Submitted by Sharon Yeadon

An advocacy group in Nova Scotia is calling for more government investment in small option homes for people with developmental disabilities.

In a Jan. 4 open letter addressed to finance minister Karen Casey, Wendy Lill, chair of the Community Homes Action Group, said that a lack of government investment in community supported living has reached “crisis proportion.”

Small option homes are residences for individuals with developmental disabilities. Unlike accessible housing, the kinds of support they offer are not related to their physical layout.

“We’re not talking about bricks and mortar,” Lill said in an interview. “We’re talking about the kind of assistance and supports that are needed for people that have intellectual disabilities and are on the autism spectrum.”

For these individuals, this means human resources.

Small option homes – which house a maximum of four residents – create a family-like environment for people with disabilities. In the home, residents are supported by respite workers who help them perform everyday tasks, like cooking and laundry. The goal is for residents to gain a level of independence and feel like part of a community, as opposed to being housed in group care facilities.

But according to Lill, the demand for small option homes in Nova Scotia far exceeds the current capacity.

In 2013, she was part of a team of community and government members who designed an implementation plan, referred to as a Roadmap, to transform the provincial Disability Support Program (DSP). Despite their recommendation that government invest more money into small option homes, Lill said the waitlist for services has only gotten longer.

caption A copy of Wendy Lill’s Jan. 4 letter to Finance Minister Karen Casey.

A spokesperson for the Department of Community Services said in an email that there are 700 people on the DSP service request list who have identified small option homes as their first choice for a DSP program. Of these 700, 580 receive other supports while they wait for a small option home.

The provincial government committed to building four small option homes in the 2016 budget, and another four in 2017. In 2018, another eight homes were promised. Lill said this is far from enough.

In her letter, she calls for investment in 25 homes per year for the next three years.

Individuals with developmental disabilities often end up living in their family homes well into adulthood. Lill said this can cause mental, financial, and emotional strain for families.

“It’s a little bit invisible right now because you sort of think ‘Well, people are just staying at home longer.’ But in fact it’s a general depletion of resources that’s happening here,” she said.

Sharon Yeadon understands the strain all too well.

Yeadon has four children. Her oldest son, Andrew, has Tourette’s syndrome. His younger brother, Christopher, has Autism Spectrum Disorder.

Christopher just turned 22. He still lives with his mother and father.

Since her sons were diagnosed with their conditions, Yeadon has been unable to return to full-time work. The demands she needs to meet at home are too great.

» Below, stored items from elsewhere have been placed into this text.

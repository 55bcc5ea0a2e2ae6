//! Directory-backed registry for projects and tasks.
//!
//! Layout on disk:
//! ```text
//! data/projects.json                      # project registry + task id counter
//! data/projects/<pid>/tasks.json          # per-project task queue
//! data/projects/<pid>/repo/               # git repository
//! data/projects/<pid>/worktrees/<wid>/    # task worktrees
//! data/projects/<pid>/logs/<wid>.jsonl    # per-worker agent log
//! ```
//!
//! Every JSON file is guarded by an exclusive advisory lock on a sibling
//! `.lock` file, held only for the duration of a read-modify-write. Writes go
//! to a temp file and are renamed into place. Cross-file operations (the
//! cross-project claim) take the registry lock first and then each project's
//! task lock in project-id order, so no two lock orders can deadlock.
//!
//! All public methods are async and run their lock-holding section inside
//! `spawn_blocking`; no store lock is ever held across an await point.

use std::collections::HashSet;
use std::fs::{self, File, OpenOptions};
use std::io::Write;
use std::path::{Path, PathBuf};
use std::sync::Arc;
use std::time::{Duration, Instant};

use fs2::FileExt;
use serde::{Deserialize, Serialize};

use crate::config::Config;
use crate::errors::StoreError;
use crate::events::EventBus;
use crate::models::{
    now_iso, task_id_from_seq, Project, ProjectCreate, ProjectSettingsUpdate, ProjectStatus, Task,
    TaskCreate, TaskPatch, TaskStatus,
};

const LOCK_TIMEOUT: Duration = Duration::from_secs(5);
const LOCK_RETRY: Duration = Duration::from_millis(50);

/// Cap applied when stale recovery boosts a task's priority.
const RECOVERY_PRIORITY_CAP: i32 = 100;

#[derive(Debug, Default, Serialize, Deserialize)]
struct Registry {
    #[serde(default)]
    projects: Vec<Project>,
    #[serde(default)]
    next_task_seq: u64,
}

#[derive(Debug, Default, Serialize, Deserialize)]
struct TaskQueue {
    #[serde(default)]
    tasks: Vec<Task>,
}

/// Exclusive advisory lock on `<path>.lock`. Released on drop.
struct FileGuard {
    file: File,
}

impl Drop for FileGuard {
    fn drop(&mut self) {
        let _ = fs2::FileExt::unlock(&self.file);
    }
}

fn acquire_lock(target: &Path) -> Result<FileGuard, StoreError> {
    let lock_path = PathBuf::from(format!("{}.lock", target.display()));
    if let Some(parent) = lock_path.parent() {
        fs::create_dir_all(parent).map_err(|source| StoreError::Io {
            path: parent.to_path_buf(),
            source,
        })?;
    }
    let file = OpenOptions::new()
        .create(true)
        .write(true)
        .truncate(false)
        .open(&lock_path)
        .map_err(|source| StoreError::Io {
            path: lock_path.clone(),
            source,
        })?;

    let started = Instant::now();
    loop {
        match file.try_lock_exclusive() {
            Ok(()) => return Ok(FileGuard { file }),
            Err(_) if started.elapsed() < LOCK_TIMEOUT => {
                std::thread::sleep(LOCK_RETRY);
            }
            Err(_) => {
                return Err(StoreError::LockTimeout {
                    path: lock_path,
                    waited_ms: started.elapsed().as_millis() as u64,
                });
            }
        }
    }
}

“My role has just been to advocate for them, full time, non-stop, from morning to night,” she said.

“I’m getting older, my husband’s getting older. We feel exhausted, not just physically but emotionally and mentally.”

Yeadon and her husband are in search of a small option home for Christopher. Yeadon says this would provide a smooth transition for Christopher from his family home into a more independent living situation.

Besides, she wants something in place for him as she and her husband age.

“It’s imperative for us that we know that Christopher is settled in some kind of place where he’s being cared for in the event that we’re not able to do it.”

Yeadon says a small option home is more personal.

“Do I want to take Christopher and plunk him in a home somewhere? No I don’t,” she said “I know it has to be the right fit, it’s got to be good for him, it’s got to be good for those that he’s with.”

This past summer, Yeadon received a call from the Department of Community Services informing her that a place in a small option home had become available.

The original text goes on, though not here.